Read original: arXiv:2407.10992 - Published 7/17/2024 by Alicja Rk{a}czkowska, Aleksandra Osowska-Kurczab, Jacek Szczerbi'nski, Kalina Jasinska-Kobus, Klaudia Nazarko

AlleNoise -- large-scale text classification benchmark dataset with real-world label noise

Overview

This paper introduces a new large-scale text classification dataset called AlleNoise, which is designed to address real-world label noise challenges.
The dataset contains over 1 million examples across 20 classes with varying levels of label noise, making it a valuable benchmark for evaluating machine learning models' robustness to noisy labels.
The paper also explores strategies for training models that are resilient to label noise, including methods like noisy label processing and graph neural networks under noisy conditions.

Plain English Explanation

The researchers created a new dataset called AlleNoise to help test how well machine learning models can handle real-world "noisy" labels. In many real-world datasets, the labels (the information used to train the model) can be inaccurate or inconsistent. This can make it challenging for models to learn effectively.

The AlleNoise dataset has over 1 million examples across 20 different categories, and the labels have varying levels of noise or inaccuracy. This allows researchers to evaluate how well different machine learning approaches, like noisy label processing and graph neural networks under noisy conditions, can deal with this type of noisy label problem.

By having a large, standardized dataset with known label noise, the researchers hope to accelerate progress in building more robust and reliable machine learning models that can perform well even when the training data is not perfectly clean.

Technical Explanation

The paper introduces a new large-scale text classification dataset called AlleNoise, which is designed to serve as a benchmark for evaluating machine learning models' ability to handle real-world label noise. The dataset contains over 1 million examples spanning 20 different classes, with varying degrees of label noise introduced to mimic realistic scenarios.

To create the dataset, the researchers first collected a large corpus of online text data from diverse sources. They then used a combination of automated and human-based labeling approaches to assign class labels to the examples, intentionally introducing errors and inconsistencies to generate the desired label noise distributions.

The paper also explores strategies for training models that are resilient to label noise, including methods like noisy label processing and graph neural networks under noisy conditions. These approaches aim to help models learn effectively even when the training data contains inaccurate or inconsistent labels.
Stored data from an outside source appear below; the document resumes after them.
#[cfg(test)]
mod tests {
    use super::*;
    use crate::task::{topological_order, DependencyCondition};
    use async_trait::async_trait;

    struct FixedOracle(Result<Value, String>);

    #[async_trait]
    impl ContentOracle for FixedOracle {
        async fn generate(&self, _kind: GenerationKind, _inputs: Value) -> Result<Value, OracleError> {
            self.0.clone().map_err(OracleError::Request)
        }
    }

    fn planner(reply: Result<Value, String>) -> Planner {
        Planner::new(Some(Arc::new(FixedOracle(reply))))
    }

    fn types(list: &TaskList) -> Vec<TaskType> {
        list.tasks.iter().map(|t| t.task_type).collect()
    }

    const TEMPLATE: [TaskType; 6] = [
        TaskType::Analyze,
        TaskType::Configure,
        TaskType::Outline,
        TaskType::Script,
        TaskType::Theme,
        TaskType::Render,
    ];

    #[test]
    fn test_fallback_template_shape() {
        let list = Planner::fallback_task_list("s1", "Rust traits");
        assert_eq!(types(&list), TEMPLATE);
        assert_eq!(list.session_id, "s1");
        assert_eq!(list.tasks[0].parameter_str("topic"), Some("Rust traits"));

        let render = &list.tasks[5];
        assert!(render.is_critical());
        assert!(render.depends_on(&list.tasks[3].id));
        assert!(render.depends_on(&list.tasks[4].id));
        assert!(list.tasks[..5].iter().all(|t| !t.is_critical()));
        assert!(list
            .tasks
            .iter()
            .flat_map(|t| &t.dependencies)
            .all(|d| d.condition == DependencyCondition::Success));
        assert!(list.tasks.iter().all(|t| t.priority == 10 && t.metadata.retry_limit() == 3));
        assert_eq!(topological_order(&list.tasks).unwrap().len(), 6);

        // Every task hangs off the analyze root through success edges.
        let mut reached = vec![list.tasks[0].id.clone()];
        let mut grew = true;
        while grew {
            grew = false;
            for task in &list.tasks {
                if reached.contains(&task.id) {
                    continue;
                }
                let linked = task.dependencies.iter().any(|d| {
                    d.condition == DependencyCondition::Success && reached.contains(&d.task_id)
                });
                if linked {
                    reached.push(task.id.clone());
                    grew = true;
                }
            }
        }
        assert_eq!(reached.len(), list.tasks.len());
    }

    #[tokio::test]
    async fn test_without_oracle_uses_template() {
        let list = Planner::new(None)
            .plan_tasks("s1", "goal", &PlanningContext::default())
            .await;
        assert_eq!(types(&list), TEMPLATE);
    }

    #[tokio::test]
    async fn test_oracle_plan_is_normalized() {
        let reply = json!({"tasks": [
            {"id": "a", "type": "analyze_topic", "description": "analyze"},
            {"id": "b", "type": "search", "priority": 4,
             "dependencies": [{"task_id": "a"}]},
            {"type": "generate_course_config", "dependencies": [{"task_id": "b", "condition": "any"}]}
        ]});
        let list = planner(Ok(reply))
            .plan_tasks("s1", "goal", &PlanningContext::default())
            .await;

        assert_eq!(types(&list), [TaskType::Analyze, TaskType::Search, TaskType::Configure]);
        assert_eq!(list.tasks[0].priority, DEFAULT_PLAN_PRIORITY);
        assert_eq!(list.tasks[1].priority, 4);
        assert!(list.tasks[2].id.starts_with("task_"));
        assert_eq!(list.tasks[1].dependencies[0].condition, DependencyCondition::All);
        assert!(list.tasks.iter().all(|t| t.status == TaskStatus::Pending));
        assert!(list.id.starts_with("tasklist_"));
    }

    #[tokio::test]
    async fn test_planned_tasks_start_with_no_retries_used() {
        let reply = json!({"tasks": [
            {"id": "a", "type": "analyze", "metadata": {"retry_count": 7, "can_retry": true}},
            {"id": "b", "type": "render", "dependencies": [{"task_id": "a"}],
             "metadata": {"retry_count": 2, "can_retry": true, "max_retries": 2}}
        ]});
        let mut list = planner(Ok(reply))
            .plan_tasks("s1", "goal", &PlanningContext::default())
            .await;

        assert_eq!(types(&list), [TaskType::Analyze, TaskType::Render]);
        for task in &list.tasks {
            assert_eq!(task.metadata.retry_count, 0);
            assert!(task.metadata.has_retries_left());
        }
        assert_eq!(list.tasks[1].metadata.retry_limit(), 2);

        list.tasks[0].status = TaskStatus::Completed;
        let mut draft = TaskDraft::new(TaskType::Search, "more sources");
        draft.metadata.retry_count = 5;
        let added = Planner::new(None)
            .add_new_tasks(
                &mut list,
                "supplementary research",
                AddTasksContext {
                    completed_task: None,
                    suggestions: vec![draft],
                },
            )
            .await;
        assert_eq!(added.len(), 1);
        let search = list.get(&added[0]).unwrap();
        assert_eq!(search.metadata.retry_count, 0);
    }

    #[tokio::test]
    async fn test_oracle_failures_fall_back() {
        let cyclic = json!({"tasks": [
            {"id": "a", "type": "analyze", "dependencies": [{"task_id": "b"}]},
            {"id": "b", "type": "configure", "dependencies": [{"task_id": "a"}]}
        ]});
        let unknown_dep = json!({"tasks": [
            {"id": "a", "type": "analyze", "dependencies": [{"task_id": "ghost"}]}
        ]});
        for reply in [
            Err("timeout".to_string()),
            Ok(json!({"tasks": []})),
            Ok(json!({"nonsense": 1})),
            Ok(cyclic),
            Ok(unknown_dep),
        ] {
            let list = planner(reply)
                .plan_tasks("s1", "goal", &PlanningContext::default())
                .await;
            assert_eq!(types(&list), TEMPLATE);
        }
    }

    #[tokio::test]
    async fn test_suggestion_on_completed_task_is_ready_immediately() {
        let mut list = Planner::fallback_task_list("s1", "goal");
        list.tasks[1].status = TaskStatus::Completed;
        let configure_id = list.tasks[1].id.clone();

        let draft = TaskDraft::new(TaskType::Search, "search for the audience")
            .with_dependency(TaskDependency::success(configure_id));
        let added = Planner::new(None)
            .add_new_tasks(
                &mut list,
                "supplementary research",
                AddTasksContext {
                    completed_task: None,
                    suggestions: vec![draft],
                },
            )
            .await;

        assert_eq!(added.len(), 1);
        let task = list.get(&added[0]).unwrap();
        assert_eq!(task.status, TaskStatus::Ready);
        assert_eq!(task.priority, DEFAULT_NEW_TASK_PRIORITY);
        assert_eq!(list.tasks.len(), 7);
    }

    #[tokio::test]
    async fn test_unknown_dependency_is_dropped() {
        let mut list = Planner::fallback_task_list("s1", "goal");
        let draft = TaskDraft::new(TaskType::Search, "search")
            .with_dependency(TaskDependency::success("ghost"));
        let pending = TaskDraft::new(TaskType::Validate, "validate")
            .with_dependency(TaskDependency::success(list.tasks[5].id.clone()));

        let added = Planner::new(None)
            .add_new_tasks(
                &mut list,
                "reason",
                AddTasksContext {
                    completed_task: None,
                    suggestions: vec![draft, pending],
                },
            )
            .await;
        assert_eq!(added.len(), 1);
        assert_eq!(list.get(&added[0]).unwrap().status, TaskStatus::Pending);
    }

    #[tokio::test]
    async fn test_dynamic_synthesis_uses_oracle() {
        let mut list = Planner::fallback_task_list("s1", "goal");
        let reply = json!({"id": "forced", "type": "search", "description": "more research"});
        let added = planner(Ok(reply))
            .add_new_tasks(&mut list, "need more material", AddTasksContext::default())
            .await;

        assert_eq!(added.len(), 1);
        assert_ne!(added[0], "forced");
        assert_eq!(list.get(&added[0]).unwrap().status, TaskStatus::Ready);

        let added = planner(Err("down".to_string()))
            .add_new_tasks(&mut list, "again", AddTasksContext::default())
            .await;
        assert!(added.is_empty());
        let added = Planner::new(None)
            .add_new_tasks(&mut list, "again", AddTasksContext::default())
            .await;
        assert!(added.is_empty());
        assert_eq!(list.tasks.len(), 7);
    }
}
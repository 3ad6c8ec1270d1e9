//! Persistence contracts for artifacts and task-list checkpoints.
//!
//! Both stores are keyed by session id. Artifacts are append-only from the
//! orchestrator's point of view; checkpoints are whole-document overwrites
//! where the last write wins.

mod file;
mod memory;

pub use file::JsonFileStore;
pub use memory::MemoryStore;

use async_trait::async_trait;
use chrono::{DateTime, Utc};
use serde::{Deserialize, Serialize};
use thiserror::Error;

use crate::artifact::{Artifact, ArtifactKind};
use crate::task::TaskList;

#[derive(Debug, Error)]
pub enum StoreError {
    #[error("I/O error: {0}")]
    Io(#[from] std::io::Error),

    #[error("Serialization error: {0}")]
    Serialization(#[from] serde_json::Error),

    #[error("Invalid session id: {0}")]
    InvalidSession(String),
}

/// Snapshot of a run between two cycles.
#[derive(Debug, Clone, Serialize, Deserialize)]
pub struct Checkpoint {
    pub task_list: TaskList,
    /// Every artifact produced so far, in write order
    pub artifacts: Vec<Artifact>,
    pub saved_at: DateTime<Utc>,
}

impl Checkpoint {
    pub fn new(task_list: TaskList, artifacts: Vec<Artifact>) -> Self {
        Self {
            task_list,
            artifacts,
            saved_at: Utc::now(),
        }
    }

    pub fn session_id(&self) -> &str {
        &self.task_list.session_id
    }
}

#[async_trait]
pub trait ArtifactStore: Send + Sync {
    /// Append an artifact to the session.
    async fn put(&self, session_id: &str, artifact: &Artifact) -> Result<(), StoreError>;

    /// All artifacts of the session, in write order.
    async fn get_all(&self, session_id: &str) -> Result<Vec<Artifact>, StoreError>;

    /// Last-written artifact of `kind`.
    async fn get_latest_by_type(
        &self,
        session_id: &str,
        kind: ArtifactKind,
    ) -> Result<Option<Artifact>, StoreError> {
        let all = self.get_all(session_id).await?;
        Ok(all.into_iter().rev().find(|a| a.kind() == kind))
    }
}

#[async_trait]
pub trait CheckpointStore: Send + Sync {
    /// Overwrite the checkpoint of `checkpoint.task_list.session_id`.
    async fn save(&self, checkpoint: &Checkpoint) -> Result<(), StoreError>;

    /// Latest checkpoint for the session, if any was saved.
    async fn load(&self, session_id: &str) -> Result<Option<Checkpoint>, StoreError>;
}

/// Session ids become directory names, so keep them to a safe alphabet.
pub(crate) fn validate_session_id(session_id: &str) -> Result<(), StoreError> {
    let ok = !session_id.is_empty()
        && session_id.len() <= 128
        && session_id
            .chars()
            .all(|c| c.is_ascii_alphanumeric() || c == '-' || c == '_' || c == '.')
        && session_id != "."
        && session_id != "..";
    if ok {
        Ok(())
    } else {
        Err(StoreError::InvalidSession(session_id.to_string()))
    }
}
The researchers evaluate the performance of various machine learning models on the AlleNoise dataset, comparing their robustness to label noise with other benchmark datasets like NoisyAG-News and NoiseBench. The results provide valuable insights into the strengths and limitations of different modeling approaches in the face of real-world label noise challenges.

Critical Analysis

The AlleNoise dataset represents a significant contribution to the field, as it provides a large-scale, standardized benchmark for evaluating machine learning models' robustness to label noise. By systematically introducing varying levels of noise, the dataset allows researchers to better understand the impact of noisy labels and test the effectiveness of different techniques for mitigating this challenge.

One potential limitation of the dataset is that the label noise is artificially introduced, rather than reflecting the true, complex patterns of noise that may occur in real-world data. While the researchers have made efforts to model realistic noise distributions, the dataset may not fully capture the nuances and idiosyncrasies of label noise in actual applications.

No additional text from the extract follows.